Though with this scale of disruption, the percent of all MA lives in PPO will undoubtedly decrease in 2025. Cross-product switching tends to be unpopular among MA and MedSupp members alike, and for the three-quarters of MA members in $0 premium plans a switch to MedSupp may mean an increase in upfront costs that may not be feasible. Specifically, 6.17 million MA members in PPO plans have $0 premiums (compared to 10M in HMO)1 and will be the least receptive to moving to MedSupp.

We will likely see a segmentation between termed members who chose MA for affordability moving to HMOs, while those who can afford the higher premiums and prioritize wide access being most likely to switch to MedSupp. For those who do want to switch, a plan termination provides a unique opportunity to enroll in MedSupp without worrying about preexisting health conditions. Finally, a middle ground option for termed PPO members who fall somewhere between these two segments is Medicare Select, a MedSupp policy with network requirements and generally lower premiums. While it would still mean switching coverage types, the lower premiums will likely be attractive to former MA members who are used to network restrictions.

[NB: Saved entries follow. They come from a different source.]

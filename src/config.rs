//! Configuration management for the air quality predictor

use anyhow::{Context, Result};
use config::{Config, Environment, File};
use serde::Deserialize;
use std::net::SocketAddr;
use std::path::Path;

/// Default configuration file, overridable with `AQI_CONFIG`
pub const DEFAULT_CONFIG_PATH: &str = "config/config.toml";

/// Main application configuration
#[derive(Debug, Clone, Default, Deserialize)]
pub struct AppConfig {
    #[serde(default)]
    pub server: ServerConfig,
    #[serde(default)]
    pub models: ModelsConfig,
    #[serde(default)]
    pub logging: LoggingConfig,
}

/// HTTP listener configuration
#[derive(Debug, Clone, Deserialize)]
pub struct ServerConfig {
    /// Interface to bind
    #[serde(default = "default_host")]
    pub host: String,
    /// Port to bind
    #[serde(default = "default_port")]
    pub port: u16,
}

/// Model artifact configuration
#[derive(Debug, Clone, Deserialize)]
pub struct ModelsConfig {
    /// Directory containing the model and scaler
    #[serde(default = "default_models_dir")]
    pub models_dir: String,
    /// Model file name (`.onnx` or `.json`)
    #[serde(default = "default_model_file")]
    pub model_file: String,
    /// Scaler file name
    #[serde(default = "default_scaler_file")]
    pub scaler_file: String,
    /// Number of threads for ONNX inference (default: 1)
    #[serde(default = "default_onnx_threads")]
    pub onnx_threads: usize,
}

/// Logging configuration
#[derive(Debug, Clone, Deserialize)]
pub struct LoggingConfig {
    /// Log level (trace, debug, info, warn, error)
    #[serde(default = "default_log_level")]
    pub level: String,
    /// Log format (json, pretty)
    #[serde(default = "default_log_format")]
    pub format: String,
}

fn default_host() -> String {
    "127.0.0.1".to_string()
}

fn default_port() -> u16 {
    5000
}

fn default_models_dir() -> String {
    "models".to_string()
}

fn default_model_file() -> String {
    "air_quality_model.onnx".to_string()
}

fn default_scaler_file() -> String {
    "scaler.json".to_string()
}

fn default_onnx_threads() -> usize {
    1
}

fn default_log_level() -> String {
    "info".to_string()
}

fn default_log_format() -> String {
    "pretty".to_string()
}

impl Default for ServerConfig {
    fn default() -> Self {
        Self {
            host: default_host(),
            port: default_port(),
        }
    }
}

impl Default for ModelsConfig {
    fn default() -> Self {
        Self {
            models_dir: default_models_dir(),
            model_file: default_model_file(),
            scaler_file: default_scaler_file(),
            onnx_threads: default_onnx_threads(),
        }
    }
}

impl Default for LoggingConfig {
    fn default() -> Self {
        Self {
            level: default_log_level(),
            format: default_log_format(),
        }
    }
}

impl ServerConfig {
    /// Socket address to listen on
    pub fn socket_addr(&self) -> Result<SocketAddr> {
        format!("{}:{}", self.host, self.port)
            .parse()
            .with_context(|| format!("Invalid listen address {}:{}", self.host, self.port))
    }
}

impl LoggingConfig {
    pub fn is_json(&self) -> bool {
        self.format.eq_ignore_ascii_case("json")
    }
}

impl AppConfig {
    /// Load configuration from `AQI_CONFIG` or the default path
    pub fn load() -> Result<Self> {
        let path = std::env::var("AQI_CONFIG").unwrap_or_else(|_| DEFAULT_CONFIG_PATH.to_string());
        Self::load_from_path(path)
    }

    /// Load configuration from a specific path. The file is optional;
    /// `AQI__SECTION__KEY` environment variables override it.
    pub fn load_from_path<P: AsRef<Path>>(path: P) -> Result<Self> {
        let config = Config::builder()
            .add_source(File::from(path.as_ref()).required(false))
            .add_source(
                Environment::with_prefix("AQI")
                    .separator("__")
                    .try_parsing(true),
            )
            .build()
            .context("Failed to build configuration")?;

        config
            .try_deserialize()
            .context("Failed to deserialize configuration")
    }
}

Any MA member who received a term letter will have a Special Election Period, which means they will not need to go through medical underwriting in order to switch to MedSupp. For many termed MA members, this provides a unique opportunity to switch. While any growth that results from this may be generally positive for MedSupp, a potential influx of new members who skipped underwriting could translate to an increase of higher risk members (which may eventually lead to rising premiums).

The bigger question here is if this becomes a trend and MA PPOs continue to shrink, what will that mean for the selections of future new Medicare enrollees? At the end of the day, people are going to pay for what they can afford. If MA continues to reduce plans with wide network options and strong benefits, MedSupp will attract an even larger share of the higher-income new Medicare enrollees in coming years. Long term, should PPO continue to shrink, the MedSupp industry stands to benefit substantially. Seniors who want wide-open access will have pay for it in MedSupp premiums, not $0 PPO MA.